Cinnamon Cream Cheese Carrot Cake
Buttermilk Glaze: 1 c. sugar, 1/2 c. buttermilk ,1/2 c. butter, 1 T light corn syrup, 1 1/2 t. baking soda, 1 t. vanilla
Cinnamon Cream Cheese Frosting: 12 oz cream cheese (softened), 1/2 c butter (softened), 2 T brown sugar, 1 t. cinnamon, 1 1/2 t vanilla, 4 c. powdered sugar
1. Heat oven 350. Spray 13x9 inch pan with cooking spray. Set aside.
2. For the cake-whisk together the flour, soda, cinnamon, salt. In a separate bowl mix the egg, buttermilk, veg oil, vanilla, sugar until smooth. Slowly add the dry ingredients and mix until well combined.

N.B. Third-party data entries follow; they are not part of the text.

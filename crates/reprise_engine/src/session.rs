//! Session controller.
//!
//! An [`Engine`] owns the plugins for one window and moves them through
//! capture and replay sessions. The log survives `clean_up` so it can still
//! be flushed afterwards.

use crate::context::{CaptureContext, NativeRefs, ReplayContext, ReplayCursors, SessionLog};
use crate::plugin::Plugin;
use crate::plugins::{
    CreateEventPlugin, DatePlugin, DomPlugin, PageLoadPlugin, RandomPlugin, StoragePlugin,
    TimerPlugin, WindowPlugin, XhrPlugin,
};
use crate::registry::{PluginRegistry, SharedPlugin};
use crate::scheduler::Scheduler;
use reprise_core::config::DEFAULT_BOOKKEEPING_PREFIX;
use reprise_core::{CaptureConfig, EngineError, EngineResult, ReplayConfig};
use reprise_host::Window;
use reprise_log::{LOG_FORMAT_VERSION, Log, kind};
use std::cell::RefCell;
use std::rc::Rc;
use tracing::{debug, info, warn};

/// Where the engine is in its lifecycle
#[derive(Debug, Clone, Copy, PartialEq, Eq, Default)]
pub enum SessionState {
    /// No interception installed
    #[default]
    Idle,
    /// Recording
    Capturing,
    /// Substituting a recorded log
    Replaying,
}

/// Capture/replay controller for one window
pub struct Engine {
    window: Window,
    natives: NativeRefs,
    registry: Rc<RefCell<PluginRegistry>>,
    state: SessionState,
    log: Option<SessionLog>,
    capture_cx: Option<CaptureContext>,
    replay_cx: Option<ReplayContext>,
    scheduler: Option<Scheduler>,
    bookkeeping_prefix: String,
}

impl Engine {
    /// Engine with the built-in plugins
    ///
    /// # Errors
    ///
    /// Returns error if a built-in plugin rejects the window
    pub fn new(window: &Window) -> EngineResult<Self> {
        let mut engine = Self::bare(window);
        engine.plug("date", DatePlugin::new())?;
        engine.plug("random", RandomPlugin::new())?;
        engine.plug(kind::SET_TIMEOUT, TimerPlugin::timeout())?;
        engine.plug(kind::SET_INTERVAL, TimerPlugin::interval())?;
        engine.plug("document-create-event", CreateEventPlugin::new())?;
        engine.plug(kind::DOM_CONTENT_LOADED, PageLoadPlugin::new())?;
        engine.plug("window", WindowPlugin::new())?;
        engine.plug(kind::DOM, DomPlugin::new())?;
        engine.plug(kind::XHR, XhrPlugin::new())?;
        engine.plug("local-storage", StoragePlugin::new())?;
        Ok(engine)
    }

    /// Engine with no plugins
    ///
    /// The window's current slot values are taken as the natives.
    #[must_use]
    pub fn bare(window: &Window) -> Self {
        Self {
            window: window.clone(),
            natives: NativeRefs::snapshot(window),
            registry: Rc::new(RefCell::new(PluginRegistry::new())),
            state: SessionState::Idle,
            log: None,
            capture_cx: None,
            replay_cx: None,
            scheduler: None,
            bookkeeping_prefix: DEFAULT_BOOKKEEPING_PREFIX.to_string(),
        }
    }

    /// The page
    #[must_use]
    pub fn window(&self) -> &Window {
        &self.window
    }

    /// Current lifecycle state
    #[must_use]
    pub fn state(&self) -> SessionState {
        self.state
    }

    /// Registered plugin types in registration order
    #[must_use]
    pub fn plugin_kinds(&self) -> Vec<String> {
        self.registry
            .try_borrow()
            .map(|r| r.kinds())
            .unwrap_or_default()
    }

    /// Whether every recorded entry has been replayed
    #[must_use]
    pub fn is_replay_finished(&self) -> bool {
        self.scheduler.as_ref().is_none_or(Scheduler::is_finished)
    }

    /// Register `plugin` under `kind`
    ///
    /// The plugin joins a running session immediately.
    ///
    /// # Errors
    ///
    /// Returns `InvalidState` if `kind` is taken, and any error from the
    /// plugin's hooks
    pub fn plug<P: Plugin + 'static>(&mut self, kind: &str, mut plugin: P) -> EngineResult<()> {
        if self.registry()?.contains(kind) {
            return Err(EngineError::invalid_state(format!(
                "a plugin is already registered for \"{}\"",
                kind
            )));
        }
        plugin.init(&self.natives)?;
        let shared: SharedPlugin = Rc::new(RefCell::new(plugin));
        self.registry
            .try_borrow_mut()
            .map_err(|_| EngineError::invalid_state("plugin registry is busy"))?
            .register(kind, Rc::clone(&shared))?;
        debug!(kind, "plugged");

        match self.state {
            SessionState::Idle => Ok(()),
            SessionState::Capturing => match &self.capture_cx {
                Some(cx) => borrow_plugin(kind, &shared)?.capture(cx),
                None => Ok(()),
            },
            SessionState::Replaying => match &self.replay_cx {
                Some(cx) => borrow_plugin(kind, &shared)?.before_replay(cx),
                None => Ok(()),
            },
        }
    }

    /// Start recording into a fresh log
    ///
    /// A capture already in progress is cleaned up first.
    ///
    /// # Errors
    ///
    /// Returns `InvalidState` while replaying, and any error a plugin raises
    /// while installing
    pub fn capture(&mut self, config: CaptureConfig) -> EngineResult<()> {
        match self.state {
            SessionState::Replaying => {
                return Err(EngineError::invalid_state("Cannot capture while replaying"));
            }
            SessionState::Capturing => self.clean_up()?,
            SessionState::Idle => {}
        }

        let log = SessionLog::new(Log::new());
        let cx = CaptureContext {
            window: self.window.clone(),
            log: log.clone(),
            config,
        };
        self.bookkeeping_prefix = cx.config.bookkeeping_prefix.clone();
        self.log = Some(log);
        self.capture_cx = Some(cx.clone());
        self.state = SessionState::Capturing;

        let plugins = self.registry()?.plugins();
        for (kind, plugin) in plugins {
            borrow_plugin(&kind, &plugin)?.capture(&cx)?;
        }
        info!(plugins = self.plugin_kinds().len(), "capture started");
        Ok(())
    }

    /// Substitute `log` for the page's inputs
    ///
    /// A replay already in progress is cleaned up first.
    ///
    /// # Errors
    ///
    /// Returns `InvalidState` while capturing, `Encoding` for a log written
    /// by a newer format, and any error a plugin raises while installing
    pub fn replay(&mut self, log: Log, config: ReplayConfig) -> EngineResult<()> {
        match self.state {
            SessionState::Capturing => {
                return Err(EngineError::invalid_state("Cannot replay while capturing"));
            }
            SessionState::Replaying => self.clean_up()?,
            SessionState::Idle => {}
        }
        if log.version > LOG_FORMAT_VERSION {
            return Err(EngineError::Encoding {
                message: format!(
                    "log format version {} is newer than supported version {}",
                    log.version, LOG_FORMAT_VERSION
                ),
            });
        }

        let has_events = !log.events.is_empty();
        let cursors = ReplayCursors::new(&log);
        let session_log = SessionLog::new(log);
        let cx = ReplayContext {
            window: self.window.clone(),
            log: session_log.clone(),
            cursors: cursors.clone(),
            config,
        };
        self.bookkeeping_prefix = cx.config.bookkeeping_prefix().to_string();
        self.log = Some(session_log);
        self.replay_cx = Some(cx.clone());
        self.state = SessionState::Replaying;

        let plugins = self.registry()?.plugins();
        for (kind, plugin) in plugins {
            borrow_plugin(&kind, &plugin)?.before_replay(&cx)?;
        }
        if has_events {
            self.scheduler = Some(Scheduler::start(
                Rc::clone(&self.natives.timers),
                Rc::clone(&self.natives.date),
                Rc::downgrade(&self.registry),
                cursors,
                cx.config.delay,
            )?);
        }
        info!(delay = ?cx.config.delay, scheduled = has_events, "replay started");
        Ok(())
    }

    /// Independent copy of the current log
    ///
    /// # Errors
    ///
    /// Returns `InvalidState` if no session has produced a log
    pub fn flush(&self) -> EngineResult<Log> {
        self.log
            .as_ref()
            .ok_or_else(|| EngineError::invalid_state("Must call capture before calling flush"))?
            .snapshot()
    }

    /// Uninstall every plugin and stop the replay
    ///
    /// Plugins unwind in reverse registration order. Every plugin is given
    /// the chance to clean up; the first failure is returned. The log is
    /// kept but closed, so wrappers the application still holds stop
    /// recording into it.
    ///
    /// # Errors
    ///
    /// Returns the first error a plugin raised
    pub fn clean_up(&mut self) -> EngineResult<()> {
        if let Some(log) = &self.log {
            log.close();
        }
        if let Some(scheduler) = self.scheduler.take() {
            scheduler.deactivate();
        }
        let mut first_error = None;
        let plugins = self.registry()?.plugins();
        for (kind, plugin) in plugins.into_iter().rev() {
            let result = borrow_plugin(&kind, &plugin).and_then(|mut p| p.clean_up());
            if let Err(err) = result {
                warn!(kind = %kind, error = %err, "plugin clean-up failed");
                first_error.get_or_insert(err);
            }
        }
        let previous = std::mem::take(&mut self.state);
        self.capture_cx = None;
        self.replay_cx = None;
        if previous != SessionState::Idle {
            info!(?previous, "session cleaned up");
        }
        first_error.map_or(Ok(()), Err)
    }

    /// Persist the current log under the bookkeeping key
    ///
    /// # Errors
    ///
    /// Returns error if there is no log or storage rejects the write
    pub fn store_log(&self) -> EngineResult<()> {
        let json = self.flush()?.to_json()?;
        self.natives.storage.set_item(&self.log_key(), &json)?;
        debug!(bytes = json.len(), "stored log");
        Ok(())
    }

    /// Log previously written by [`Engine::store_log`]
    ///
    /// # Errors
    ///
    /// Returns error if the stored document cannot be decoded
    pub fn load_stored_log(&self) -> EngineResult<Option<Log>> {
        self.natives
            .storage
            .get_item(&self.log_key())?
            .map(|json| Log::from_json(&json))
            .transpose()
    }

    fn log_key(&self) -> String {
        format!("{}log", self.bookkeeping_prefix)
    }

    fn registry(&self) -> EngineResult<std::cell::Ref<'_, PluginRegistry>> {
        self.registry
            .try_borrow()
            .map_err(|_| EngineError::invalid_state("plugin registry is busy"))
    }
}

impl std::fmt::Debug for Engine {
    fn fmt(&self, f: &mut std::fmt::Formatter<'_>) -> std::fmt::Result {
        f.debug_struct("Engine")
            .field("state", &self.state)
            .field("plugins", &self.plugin_kinds())
            .field("scheduler", &self.scheduler)
            .finish_non_exhaustive()
    }
}

fn borrow_plugin<'a>(
    kind: &str,
    plugin: &'a SharedPlugin,
) -> EngineResult<std::cell::RefMut<'a, dyn Plugin + 'static>> {
    plugin
        .try_borrow_mut()
        .map_err(|_| EngineError::invalid_state(format!("plugin \"{}\" is busy", kind)))
}
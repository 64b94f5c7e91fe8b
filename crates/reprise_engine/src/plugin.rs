//! The plugin contract.
//!
//! A plugin owns one source of non-determinism. It installs wrappers into
//! the window's capability slots when a session starts and restores the
//! previous slot values on clean-up.

use crate::context::{CaptureContext, NativeRefs, ReplayContext};
use crate::scheduler::Continuation;
use reprise_core::{EngineError, EngineResult};
use reprise_host::Global;
use reprise_log::Entry;
use std::rc::Rc;
use tracing::debug;

/// How a replay handler finished
#[derive(Debug, Clone, Copy, PartialEq, Eq)]
pub enum Completion {
    /// The entry is fully replayed
    Done,
    /// The plugin resumes the continuation once pending work completes
    Deferred,
}

/// One interceptor
pub trait Plugin {
    /// Receive the native capabilities, once, when plugged
    ///
    /// # Errors
    ///
    /// Returns error if the plugin cannot work with these natives
    fn init(&mut self, natives: &NativeRefs) -> EngineResult<()>;

    /// Start recording
    ///
    /// # Errors
    ///
    /// Returns error if the wrappers cannot be installed
    fn capture(&mut self, cx: &CaptureContext) -> EngineResult<()>;

    /// Prepare for replaying `cx.log`
    ///
    /// # Errors
    ///
    /// Returns error if the wrappers cannot be installed
    fn before_replay(&mut self, _cx: &ReplayContext) -> EngineResult<()> {
        Ok(())
    }

    /// Reproduce one recorded entry
    ///
    /// Plugins that log no entries keep the default, which rejects the entry.
    ///
    /// # Errors
    ///
    /// Returns error if the entry cannot be reproduced
    fn replay(&mut self, entry: &Entry, _step: Continuation) -> EngineResult<Completion> {
        Err(cannot_replay(&entry.kind))
    }

    /// Restore every slot this plugin replaced
    ///
    /// # Errors
    ///
    /// Returns error if restoring the page fails
    fn clean_up(&mut self) -> EngineResult<()>;
}

pub(crate) fn cannot_replay(kind: &str) -> EngineError {
    EngineError::invalid_state(format!("Cannot replay event of type \"{}\"", kind))
}

/// The natives handed to `init`
///
/// # Errors
///
/// Returns `InvalidState` if the plugin was never plugged
pub fn require_natives(natives: &Option<NativeRefs>) -> EngineResult<&NativeRefs> {
    natives
        .as_ref()
        .ok_or_else(|| EngineError::invalid_state("plugin used before init"))
}

/// A wrapper installed into a capability slot
///
/// Remembers the value it displaced so clean-up puts it back.
pub struct Hook<T: ?Sized> {
    name: &'static str,
    previous: Option<Rc<T>>,
}

impl<T: ?Sized> Hook<T> {
    /// Hook for the slot called `name`
    #[must_use]
    pub fn new(name: &'static str) -> Self {
        Self {
            name,
            previous: None,
        }
    }

    /// Put `wrapper` into `slot`, returning the value it displaced
    ///
    /// A hook that is already installed is uninstalled first.
    pub fn install(&mut self, slot: &Global<T>, wrapper: Rc<T>) -> Rc<T> {
        self.uninstall(slot);
        let previous = slot.replace(wrapper);
        self.previous = Some(Rc::clone(&previous));
        debug!(slot = self.name, "installed wrapper");
        previous
    }

    /// Restore the displaced value
    pub fn uninstall(&mut self, slot: &Global<T>) {
        if let Some(previous) = self.previous.take() {
            slot.set(previous);
            debug!(slot = self.name, "restored native");
        }
    }

    /// Whether a wrapper is installed
    #[must_use]
    pub fn is_installed(&self) -> bool {
        self.previous.is_some()
    }
}

impl<T: ?Sized> std::fmt::Debug for Hook<T> {
    fn fmt(&self, f: &mut std::fmt::Formatter<'_>) -> std::fmt::Result {
        f.debug_struct("Hook")
            .field("name", &self.name)
            .field("installed", &self.is_installed())
            .finish()
    }
}

#[cfg(test)]
mod tests {
    use super::*;
    use reprise_host::{MathApi, Window};

    struct Fixed(f64);

    impl MathApi for Fixed {
        fn random(&self) -> EngineResult<f64> {
            Ok(self.0)
        }
    }

    #[test]
    fn test_hook_restores_previous() {
        let window = Window::default();
        let slot = &window.globals().math;
        let native = slot.get();
        let mut hook = Hook::new("Math.random");

        hook.install(slot, Rc::new(Fixed(0.1)));
        hook.install(slot, Rc::new(Fixed(0.2)));
        assert_eq!(window.math().random().unwrap(), 0.2);

        hook.uninstall(slot);
        assert!(slot.holds(&native));
        assert!(!hook.is_installed());
    }

    #[test]
    fn test_require_natives() {
        assert!(require_natives(&None).is_err());
    }
}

Fold in the carrots, coconut, pineapple, and pecans. Pour into pan and bake for 35-40 minutes (until cake springs back when pressed).
3. Whle the cake is baking prepare the glaze. Add sugar, buttermilk, butter, corn syrup, and soda in a med saucepan over med heat. Stir vigourously (add the baking soda will make the mix foam, still will help keep it from rising too much). Stir for about 8 inuts. The glaze will begin to turn amber in color. When the mix is light amber, remove it from the heat and stir in the vanilla. Set aside until ready to use.
4. When the cake comes out of the oven, immediately poke holes in the cake with a wooden spoon handle. Pour the glaze over the cake and spread evenly. Let it cook completely.
5. Mix the cream cheese and butter until fluffy. Add the brown sugar, cinnamon, and vanilla until it is well combined. Slowly add the powdered sugar. Mix until smooth. Spread over cooled cake.